Dataset entries:
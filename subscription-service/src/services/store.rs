//! Persistence seam shared by the scheduler jobs and the operator API.
//!
//! Every mutating method is a compare-and-write: it states the prior state it
//! expects and reports a miss (`None` / `false`) instead of failing when a
//! concurrent writer got there first.

use crate::models::{
    CreateSubscription, HistoryUsage, NewPeriod, OrderLink, PeriodStatus, Plan, StatusChange,
    Subscription, SubscriptionHistory, SubscriptionPeriod,
};
use async_trait::async_trait;
use chrono::{DateTime, Utc};
use serde_json::Value;
use service_core::error::AppError;
use uuid::Uuid;

/// Result of a status change that matched.
#[derive(Debug, Clone)]
pub struct StatusChangeResult {
    pub subscription: Subscription,
    /// Periods whose status the cascade changed.
    pub periods: Vec<SubscriptionPeriod>,
}

#[async_trait]
pub trait SubscriptionStore: Send + Sync {
    async fn health_check(&self) -> Result<(), AppError>;

    // -- catalog ------------------------------------------------------------

    async fn get_plan_for_offer(&self, offer_id: Uuid) -> Result<Option<Plan>, AppError>;

    // -- subscriptions ------------------------------------------------------

    /// Insert a PENDING subscription whose first period is already current.
    async fn create_subscription(
        &self,
        input: &CreateSubscription,
        ends_at: DateTime<Utc>,
    ) -> Result<(Subscription, SubscriptionPeriod), AppError>;

    async fn get_subscription(&self, subscription_id: Uuid)
        -> Result<Option<Subscription>, AppError>;

    async fn list_child_subscriptions(&self, parent_id: Uuid)
        -> Result<Vec<Subscription>, AppError>;

    /// ACTIVE, auto-renewing subscriptions with a current period and no
    /// uncancelled period starting after `now`, earliest current-period end first.
    async fn find_subscriptions_needing_period(
        &self,
        now: DateTime<Utc>,
        limit: i64,
    ) -> Result<Vec<Subscription>, AppError>;

    /// Subscriptions whose current period ended at or before `now`.
    async fn find_subscriptions_with_ended_period(
        &self,
        now: DateTime<Utc>,
        limit: i64,
    ) -> Result<Vec<Subscription>, AppError>;

    /// Apply `change` and its period cascade atomically. `None` when the
    /// subscription was not in an expected status.
    async fn apply_status_change(
        &self,
        change: &StatusChange,
    ) -> Result<Option<StatusChangeResult>, AppError>;

    /// Point the subscription at `next` (and its offer) if its current period is
    /// still `expected_period_id`.
    async fn advance_current_period(
        &self,
        subscription_id: Uuid,
        expected_period_id: Uuid,
        next: &SubscriptionPeriod,
    ) -> Result<bool, AppError>;

    // -- periods ------------------------------------------------------------

    async fn get_period(&self, period_id: Uuid) -> Result<Option<SubscriptionPeriod>, AppError>;

    /// All periods of a subscription ordered by `starts_at`.
    async fn list_periods(&self, subscription_id: Uuid)
        -> Result<Vec<SubscriptionPeriod>, AppError>;

    /// The uncancelled period with the latest `ends_at`.
    async fn latest_period(&self, subscription_id: Uuid)
        -> Result<Option<SubscriptionPeriod>, AppError>;

    /// The period eligible to be current at `at`.
    async fn find_period_at(
        &self,
        subscription_id: Uuid,
        at: DateTime<Utc>,
    ) -> Result<Option<SubscriptionPeriod>, AppError>;

    /// Insert a PENDING period unless one already starts at the same instant.
    /// Fails with `InvariantViolation` if, afterwards, more than one
    /// uncancelled period starts at or after the new one.
    async fn insert_next_period(
        &self,
        period: &NewPeriod,
    ) -> Result<Option<SubscriptionPeriod>, AppError>;

    async fn update_period_status(
        &self,
        period_id: Uuid,
        expected: &[PeriodStatus],
        status: PeriodStatus,
    ) -> Result<Option<SubscriptionPeriod>, AppError>;

    // -- orders -------------------------------------------------------------

    async fn record_order(&self, link: &OrderLink) -> Result<(), AppError>;

    async fn get_order_link(&self, order_id: Uuid) -> Result<Option<OrderLink>, AppError>;

    /// Orders of a period, newest first.
    async fn list_orders_for_period(&self, period_id: Uuid) -> Result<Vec<OrderLink>, AppError>;

    // -- history ------------------------------------------------------------

    /// ACTIVE root subscriptions with no history row newer than `cutoff`.
    async fn find_subscriptions_due_for_history(
        &self,
        cutoff: DateTime<Utc>,
        limit: i64,
    ) -> Result<Vec<Subscription>, AppError>;

    /// Insert one row for `root` and one per child at `recorded_at`, then verify
    /// the root has exactly one row newer than `cutoff`. On violation nothing is
    /// kept and `InvariantViolation` is returned.
    async fn insert_history_snapshot(
        &self,
        root: &Subscription,
        children: &[Subscription],
        recorded_at: DateTime<Utc>,
        cutoff: DateTime<Utc>,
    ) -> Result<Vec<SubscriptionHistory>, AppError>;

    async fn attach_history_config(&self, history_id: Uuid, config: &Value)
        -> Result<(), AppError>;

    async fn insert_history_usage(&self, usage: &[HistoryUsage]) -> Result<(), AppError>;

    /// Usage rows of the subscription's latest snapshot taken before `before`.
    async fn previous_usage(
        &self,
        subscription_id: Uuid,
        before: DateTime<Utc>,
    ) -> Result<Vec<HistoryUsage>, AppError>;

    /// History rows newest first.
    async fn list_history(
        &self,
        subscription_id: Uuid,
        limit: i64,
    ) -> Result<Vec<SubscriptionHistory>, AppError>;

    async fn list_history_usage(&self, history_id: Uuid) -> Result<Vec<HistoryUsage>, AppError>;
}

Problem description: Wherever the word "Plan" appears in the data, return the whole line.

Answer to the exercise:
    CreateSubscription, HistoryUsage, NewPeriod, OrderLink, PeriodStatus, Plan, StatusChange,
    async fn get_plan_for_offer(&self, offer_id: Uuid) -> Result<Option<Plan>, AppError>;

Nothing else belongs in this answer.